A calcium-dependent glutamate release induced by metabotropic glutamate receptors I/II promotes GABA efflux from amacrine cells via a transporter-mediated process.

Glutamate and GABA are, respectively, the major excitatory and inhibitory neurotransmitters in the retina, participating in the two pathways through which the retina processes light information. It has already been shown that glutamate induces GABA release from amacrine cells through a transporter-mediated mechanism, and that this process is mediated by ionotropic glutamate receptors. It is well established that glutamate can also activate metabotropic glutamate receptors, which are widely distributed in the retina, and can be detected in amacrine cell bodies and synaptic contacts. Thus, we decided to investigate the role of the activation of groups I and II metabotropic glutamate receptors in GABA release from amacrine cells in the chicken retina. Group I/II agonist trans-ACPD promoted a 40% decrease in the number of GABA-positive cells in relation to the control, effect that was prevented by antagonists of both groups. Also, the trans-ACPD effect was blocked by GAT-1 inhibitor or by antagonists of ionotropic glutamate receptors.
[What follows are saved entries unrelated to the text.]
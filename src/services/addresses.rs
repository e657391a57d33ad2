use crate::{
    db::DbPool,
    entities::address::{self, Entity as AddressEntity},
    errors::ServiceError,
};
use sea_orm::{ActiveModelTrait, ColumnTrait, EntityTrait, QueryFilter, QueryOrder, Set};
use serde::{Deserialize, Serialize};
use std::sync::Arc;
use tracing::{info, instrument};
use utoipa::ToSchema;
use uuid::Uuid;
use validator::Validate;

#[derive(Debug, Clone, Serialize, Deserialize, Validate, ToSchema)]
pub struct AddressInput {
    #[validate(length(min = 1, message = "First name is required"))]
    pub first_name: String,
    #[validate(length(min = 1, message = "Last name is required"))]
    pub last_name: String,
    #[validate(email(message = "A valid email is required"))]
    pub email: String,
    #[validate(length(min = 1, message = "Street is required"))]
    pub street: String,
    #[validate(length(min = 1, message = "City is required"))]
    pub city: String,
    #[validate(length(min = 1, message = "State is required"))]
    pub state: String,
    #[validate(length(min = 1, max = 20, message = "Zipcode is required"))]
    pub zipcode: String,
    #[validate(length(min = 1, message = "Country is required"))]
    pub country: String,
    #[validate(length(min = 5, max = 32, message = "A valid phone number is required"))]
    pub phone: String,
}

/// Per-user shipping addresses
#[derive(Clone)]
pub struct AddressService {
    db_pool: Arc<DbPool>,
}

impl AddressService {
    pub fn new(db_pool: Arc<DbPool>) -> Self {
        Self { db_pool }
    }

    #[instrument(skip(self, input), fields(user_id = %user_id))]
    pub async fn add_address(
        &self,
        user_id: Uuid,
        input: AddressInput,
    ) -> Result<address::Model, ServiceError> {
        input.validate()?;

        let model = address::ActiveModel {
            id: Set(Uuid::new_v4()),
            user_id: Set(user_id),
            first_name: Set(input.first_name),
            last_name: Set(input.last_name),
            email: Set(input.email),
            street: Set(input.street),
            city: Set(input.city),
            state: Set(input.state),
            zipcode: Set(input.zipcode),
            country: Set(input.country),
            phone: Set(input.phone),
            ..Default::default()
        }
        .insert(&*self.db_pool)
        .await?;

        info!(address_id = %model.id, "Address added");
        Ok(model)
    }

    #[instrument(skip(self), fields(user_id = %user_id))]
    pub async fn list_addresses(&self, user_id: Uuid) -> Result<Vec<address::Model>, ServiceError> {
        Ok(AddressEntity::find()
            .filter(address::Column::UserId.eq(user_id))
            .order_by_asc(address::Column::CreatedAt)
            .all(&*self.db_pool)
            .await?)
    }

    /// Fetches an address only if it belongs to `user_id`.
    pub async fn find_owned(
        &self,
        user_id: Uuid,
        address_id: Uuid,
    ) -> Result<Option<address::Model>, ServiceError> {
        Ok(AddressEntity::find_by_id(address_id)
            .filter(address::Column::UserId.eq(user_id))
            .one(&*self.db_pool)
            .await?)
    }
}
Trans-ACPD induced release of GABA was abolished when the experiment was conducted in absence of calcium ions. Under the superfusing conditions used, trans-ACPD promoted an increase in endogenous glutamate release that was prevented when calcium was omitted from the bathing medium. The results suggest that mGluRI/II regulate the release of glutamate, likely from bipolar cells, that in turn activates GABA release from amacrine cells via a transporter mediated process.